The Facts: Big drug companies are private entities with enormous market power because they are the sole manufacturers of drugs that millions of Americans depend on. The negotiation program is merely a pathway for Medicare to negotiate – rather than blindly accept – prices paid for a limited number of specified drugs through a regulated, market-driven process. The Inflation Reduction Act does not impose price controls or set the market rate for drug prices.

#5: Big drug companies think Medicare shouldn’t be allowed to attach certain conditions and language to its own funding and programs.

Big drug companies are so desperate to protect profits that they distort constitutional rights, falsely claiming that the government cannot require participating companies to sign agreements to negotiate maximum fair prices for products sold through Medicare.

The Facts: The drug companies subject to negotiation are already contracted with Medicare and have always been required to follow rules and regulations set by the program. Medicare’s authority to attach certain conditions and language to its own funding and programs has been upheld by both state and federal courts, and the Supreme Court has previously explained that these conditions do not violate the First Amendment – even if private actors disagree with those conditions and language.

#6: Even though they can opt-out, big drug companies argue they are required to participate in Medicare.
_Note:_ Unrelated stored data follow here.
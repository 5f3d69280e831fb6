//! Mock transport for testing.

use async_trait::async_trait;
use std::sync::Arc;
use tokio::sync::RwLock;

use crate::transport::{FetchError, FetchResponse, Transport};

/// One configured rule: first URL-substring match wins.
#[derive(Debug, Clone)]
struct Rule {
    pattern: String,
    outcome: Result<FetchResponse, FetchError>,
}

/// Mock implementation of the [`Transport`] trait.
///
/// Rules map a URL substring to a canned response or an injected
/// error; unmatched URLs fail with a connection error. Every fetched
/// URL is recorded for assertions.
#[derive(Debug, Default)]
pub struct MockTransport {
    rules: Arc<RwLock<Vec<Rule>>>,
    requests: Arc<RwLock<Vec<String>>>,
}

impl MockTransport {
    pub fn new() -> Self {
        Self::default()
    }

    /// Respond to URLs containing `pattern` with HTTP 200 and `body`.
    pub async fn respond(&self, pattern: &str, body: &str) {
        self.rules.write().await.push(Rule {
            pattern: pattern.to_string(),
            outcome: Ok(FetchResponse {
                status: 200,
                body: body.to_string(),
            }),
        });
    }

    /// Fail URLs containing `pattern` with the given error.
    pub async fn fail(&self, pattern: &str, error: FetchError) {
        self.rules.write().await.push(Rule {
            pattern: pattern.to_string(),
            outcome: Err(error),
        });
    }

    /// Remove all configured rules.
    pub async fn clear_rules(&self) {
        self.rules.write().await.clear();
    }

    /// Every URL fetched so far, in order.
    pub async fn recorded_requests(&self) -> Vec<String> {
        self.requests.read().await.clone()
    }

    pub async fn request_count(&self) -> usize {
        self.requests.read().await.len()
    }
}

#[async_trait]
impl Transport for MockTransport {
    async fn fetch(&self, url: &str) -> Result<FetchResponse, FetchError> {
        self.requests.write().await.push(url.to_string());

        let rules = self.rules.read().await;
        for rule in rules.iter() {
            if url.contains(&rule.pattern) {
                return rule.outcome.clone();
            }
        }

        Err(FetchError::Connection(format!("no mock rule for {}", url)))
    }
}
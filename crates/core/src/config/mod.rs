mod loader;
mod sites;
mod types;
mod validate;

pub use loader::{load_config, load_config_from_str};
pub use sites::{load_sites, load_sites_from_str, Site, SiteList, SitesError};
pub use types::*;
pub use validate::validate_config;

use thiserror::Error;

#[derive(Debug, Error)]
pub enum ConfigError {
    #[error("Configuration file not found: {0}")]
    FileNotFound(String),

    #[error("Failed to parse configuration: {0}")]
    ParseError(String),

    #[error("Configuration validation failed: {0}")]
    ValidationError(String),
}
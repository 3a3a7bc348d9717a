use super::*;
use anyhow::anyhow;

#[test]
fn session_errors_map_to_notification_codes() {
    let mut errors = ValidationErrors::new();
    errors.push("firstName", "First name is required");
    let api = ApiError::from(&SessionError::Invalid(errors));
    assert_eq!(api.code, ErrorCode::Validation);
    assert!(api.message.contains("firstName: First name is required"));

    let api = ApiError::from(&SessionError::NotSignedIn);
    assert_eq!(api.code, ErrorCode::Unauthorized);
    assert_eq!(api.message, "no user is signed in");

    let api = ApiError::from(&SessionError::Store(anyhow!("disk full")));
    assert_eq!(api.code, ErrorCode::Internal);
    assert!(api.message.contains("disk full"));
}

#[test]
fn project_errors_map_to_notification_codes() {
    let api = ApiError::from(&ProjectError::NotFound(42));
    assert_eq!(api.code, ErrorCode::NotFound);
    assert_eq!(api.message, "project 42 not found");

    let api = ApiError::from(&ProjectError::Invalid(ValidationErrors::new()));
    assert_eq!(api.code, ErrorCode::Validation);

    let api = ApiError::from(&ProjectError::Storage(anyhow!("locked")));
    assert_eq!(api.code, ErrorCode::Internal);
}
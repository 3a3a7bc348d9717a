use super::*;
use crate::catalog::sample_rankings;

fn close(a: f64, b: f64) -> bool {
    (a - b).abs() < 1e-6
}

#[test]
fn default_inputs_produce_expected_report() {
    let report = calculate_roi(&RoiInputs::default());
    assert!(close(report.total_costs, 1099.0));
    assert!(close(report.additional_visitors, 35_000.0));
    assert!(close(report.expected_conversions, 875.0));
    assert!(close(report.revenue, 131_250.0));
    assert!(close(report.profit, 130_151.0));
    let roi = report.roi_percent.expect("non-zero costs");
    assert!(close(roi, 130_151.0 / 1099.0 * 100.0));
    assert!(close(report.hours_saved, 300.0));
    assert!(report.is_profitable());
}

#[test]
fn zero_costs_have_no_roi_percentage() {
    let inputs = RoiInputs {
        tool_subscription: 0.0,
        time_investment_hours: 0.0,
        ..RoiInputs::default()
    };
    let report = calculate_roi(&inputs);
    assert_eq!(report.total_costs, 0.0);
    assert!(report.roi_percent.is_none());
}

#[test]
fn losses_give_negative_roi() {
    let inputs = RoiInputs {
        traffic_increase: 0.0,
        ..RoiInputs::default()
    };
    let report = calculate_roi(&inputs);
    assert!(!report.is_profitable());
    assert!(close(report.roi_percent.expect("roi"), -100.0));
}

#[test]
fn trend_labels() {
    assert_eq!(RankingTrend::between(3, 5), RankingTrend::Improved(2));
    assert_eq!(RankingTrend::between(12, 8), RankingTrend::Declined(4));
    assert_eq!(RankingTrend::between(7, 7), RankingTrend::Unchanged);

    assert_eq!(RankingTrend::Improved(2).to_string(), "+2");
    assert_eq!(RankingTrend::Declined(4).to_string(), "-4");
    assert_eq!(RankingTrend::Unchanged.to_string(), "0");
}

#[test]
fn sorts_rankings_by_position_or_volume() {
    let mut rankings = sample_rankings();
    sort_rankings(&mut rankings, RankingSort::CurrentRank);
    let ranks: Vec<u32> = rankings.iter().map(|r| r.current_rank).collect();
    assert_eq!(ranks, vec![1, 3, 4, 7, 12]);

    sort_rankings(&mut rankings, RankingSort::SearchVolume);
    assert_eq!(rankings[0].keyword, "competitor analysis");
    assert_eq!(rankings[4].search_volume, 8_500);
}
Big drug companies want consumers to believe that participation in Medicare is a mandatory part of conducting business in their industry and that the drug negotiation program leaves them with no other options.

The Facts: The Inflation Reduction Act lets companies decide whether or not they wish to participate and leaves companies to decide which path makes the most economic sense for them. The drug negotiation program does not force drug companies to enter into agreements against their will; participation in Medicare is completely voluntary, and big drug companies do not have a constitutional right to dictate the prices they pay without a fair market negotiation.

#7: Big drug companies think they shouldn’t have to pay fines for violating their agreements to participate in Medicare and refusing to negotiate drug prices.

Even though they signed contracts with Medicare, big drug companies making record profits are saying they should not have to pay fees for refusing to provide the necessary information and documents required to facilitate the negotiation process.

The Facts: Drug companies can avoid fines by simply complying with the negotiation process or exiting the Medicare and Medicaid programs when contracts expire. These fines are also not unprecedented – several provisions in the Tax Code impose similar large excise tax assessments, some even more than 100% of the amount involved.

Right now, millions of people are benefiting from the Inflation Reduction Act’s provisions to drive down health care and prescription drug costs, but big drug companies and their allies are in the courts trying to dismantle the Inflation Reduction Act’s core provision of giving Medicare the power to negotiate lower drug prices.

What’s At Stake?

These lawsuits seek to end Medicare’s new ability to negotiate lower prescription drug prices for Medicare beneficiaries. If the big drug companies get their way patients will pay more so the drug companies can make more money:

  • GONE: Medicare’s power to negotiate lower prices for the most popular and expensive prescription drugs. Under the Inflation Reduction Act, Medicare is set to begin negotiating prices for 10 of the top 50 most expensive Part D drugs in 2026, adding another 15 drugs in 2027 and 2028, and another 20 in 2029 and subsequent years.
  • GONE: $98.6 billion in Medicare savings over the next decade from the drug negotiation program, which translates into savings for patients and taxpayers.
  • GONE: Lower Part D premiums and lower out-of-pocket drug costs for certain Medicare beneficiaries who rely on qualifying drugs.